Back in 2017, Joseph Manola at the blog Against the Wicked City wrote an excellent article called Scenario Building: From Cliche to Complexity in which he describes how DMs can shake up typical, boring, and cliche D&D quests by layering multiple quests together.

As an example, imagine a typical quest to save the innkeeper's son who got lost in a nearby ruin. It's not terrible but what if we layer on another quest atop it. What if we're asked to save the innkeeper's son who recovered an artifact and plans to open up a gate to the realm of shadow? Maybe the son was hired by local bandits led by a tiefling who hopes to use the shadowy gate to bring his dark father into the world. That's like three quests stacked onto one another: rescuing the son, preventing the opening of the gate, and dealing with the bandits and their tiefling leader. We have ancient ruins with a fey-gate in the middle too for a more interesting location.

Thinking up quests can be hard though, so us lazy DMs can fall back to a powerful tool to help us along: random tables! A single roll on a random quest table often works well, but what if we roll two or three times? What if we drop in some other tables as well?

This multi-table approach is built into the design of the Lazy DM's Companion; mixing tables together fires up our imaginations and helps us come up with cool scenarios we might not otherwise have thought up. Random tables mixed with our imaginations often produces wonderful results.

For a video on this topic, including examples from the Lazy DM's Companion check out my YouTube Video on Building Complex D&D Adventures with Random Tables.

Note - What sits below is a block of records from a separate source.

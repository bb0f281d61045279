use thiserror::Error;

/// Errors raised while building or searching a planning problem.
///
/// Setup problems (a metric the problem never initialised, an attribute a
/// binding needs but the object lacks, a malformed problem description) are
/// fatal and abort the run. Running out of frontier or being cancelled is not
/// an error; see [`crate::SearchStatus`].
///
/// # Examples
///
/// ```
/// use rideplan::PlanError;
///
/// let err = PlanError::MissingMetricKey {
///     object: "loc_b".to_string(),
///     attribute: "demand".to_string(),
/// };
/// assert_eq!(format!("{}", err), "Missing metric key: loc_b.demand");
/// ```
#[derive(Error, Debug)]
pub enum PlanError {
    /// A metric precondition or effect referenced an object/attribute pair
    /// absent from the state's metrics table
    #[error("Missing metric key: {object}.{attribute}")]
    MissingMetricKey { object: String, attribute: String },

    /// Binding needed a numeric attribute the world object does not carry
    #[error("Missing attribute '{attribute}' on object {object}")]
    MissingAttribute { object: String, attribute: String },

    /// A sentence, condition or effect refers to a variable that is not one
    /// of the action's parameters, or is used before being bound
    #[error("Unbound parameter '{parameter}' in action {action}")]
    UnboundParameter { action: String, parameter: String },

    /// A metric effect still carries an unevaluated delta
    #[error("Unresolved metric delta on {attribute} in action {action}")]
    UnresolvedDelta { action: String, attribute: String },

    /// Binding was given the wrong number of objects
    #[error("Action {action} expects {expected} arguments, got {actual}")]
    ArityMismatch {
        action: String,
        expected: usize,
        actual: usize,
    },

    /// An object's type does not match the parameter it was bound to
    #[error("Type mismatch binding {object} ({actual}) to parameter of type {expected}")]
    TypeMismatch {
        object: String,
        expected: String,
        actual: String,
    },

    #[error("Invalid problem: {0}")]
    InvalidProblem(String),

    #[error("Invalid configuration: {0}")]
    InvalidConfig(String),

    /// A plan trace refers to an action outside the planner's catalogue
    #[error("Unknown action handle {0}")]
    UnknownAction(usize),

    /// Convenience error for callers that require at least one plan
    #[error("No valid plan found to achieve the goal")]
    NoPlanFound,

    #[error("IO error: {0}")]
    Io(#[from] std::io::Error),

    #[error("Serialization error: {0}")]
    Serialization(#[from] serde_json::Error),

    #[error("TOML parse error: {0}")]
    Toml(#[from] toml::de::Error),
}

impl PlanError {
    pub(crate) fn missing_metric(object: &str, attribute: &str) -> Self {
        PlanError::MissingMetricKey {
            object: object.to_string(),
            attribute: attribute.to_string(),
        }
    }
}

/// Result type alias for planner operations.
pub type Result<T> = std::result::Result<T, PlanError>;

#[cfg(test)]
mod tests {
    use super::*;
    use std::error::Error;

    #[test]
    fn test_no_plan_found_display() {
        let err = PlanError::NoPlanFound;
        assert_eq!(
            format!("{}", err),
            "No valid plan found to achieve the goal"
        );
    }

    #[test]
    fn test_missing_metric_key_display() {
        let err = PlanError::missing_metric("The World", "number-trips");
        assert_eq!(
            format!("{}", err),
            "Missing metric key: The World.number-trips"
        );
    }

    #[test]
    fn test_arity_mismatch_display() {
        let err = PlanError::ArityMismatch {
            action: "Drive".to_string(),
            expected: 5,
            actual: 2,
        };
        assert_eq!(format!("{}", err), "Action Drive expects 5 arguments, got 2");
    }

    #[test]
    fn test_invalid_problem_display() {
        let err = PlanError::InvalidProblem("unknown car 'x'".to_string());
        assert_eq!(format!("{}", err), "Invalid problem: unknown car 'x'");
    }

    #[test]
    fn test_io_error_has_source() {
        let err: PlanError = std::io::Error::new(std::io::ErrorKind::NotFound, "gone").into();
        assert!(err.source().is_some());
    }

    #[test]
    fn test_error_trait() {
        let err = PlanError::NoPlanFound;
        assert!(err.source().is_none());
    }
}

You can try this yourself with the free sample pages from the Lazy DM's Companion. The Core Adventure Generator pages on page 12 and 13 of the book include many tables you can roll on to generate unique adventures.

Here are a couple of complex adventure scenarios generated by rolling twice on the quests table and mixing in locations, monuments, and items with the condition, description, and origin tables.

There are surely details to add to these scenarios and we can see the typical D&D tropes buried within them but they still include enough flavor to make a unique, fun, and interesting quest for our characters.

We can also add rivals with quests of their own! Perhaps enthusiastic fey at the sunken crystalline elemental gate seek to kill an elven villain of their own. or a greedy giant at the dragonborn tower seeks to awaken the fiend themselves for their own purpose.

While a single roll on a quest table can generate a fun night of D&D, consider adding layers by rolling on multiple tables multiple times and mixing in alternative quests, competing quests, or rivals to build a richer tapestry for our adventures to come.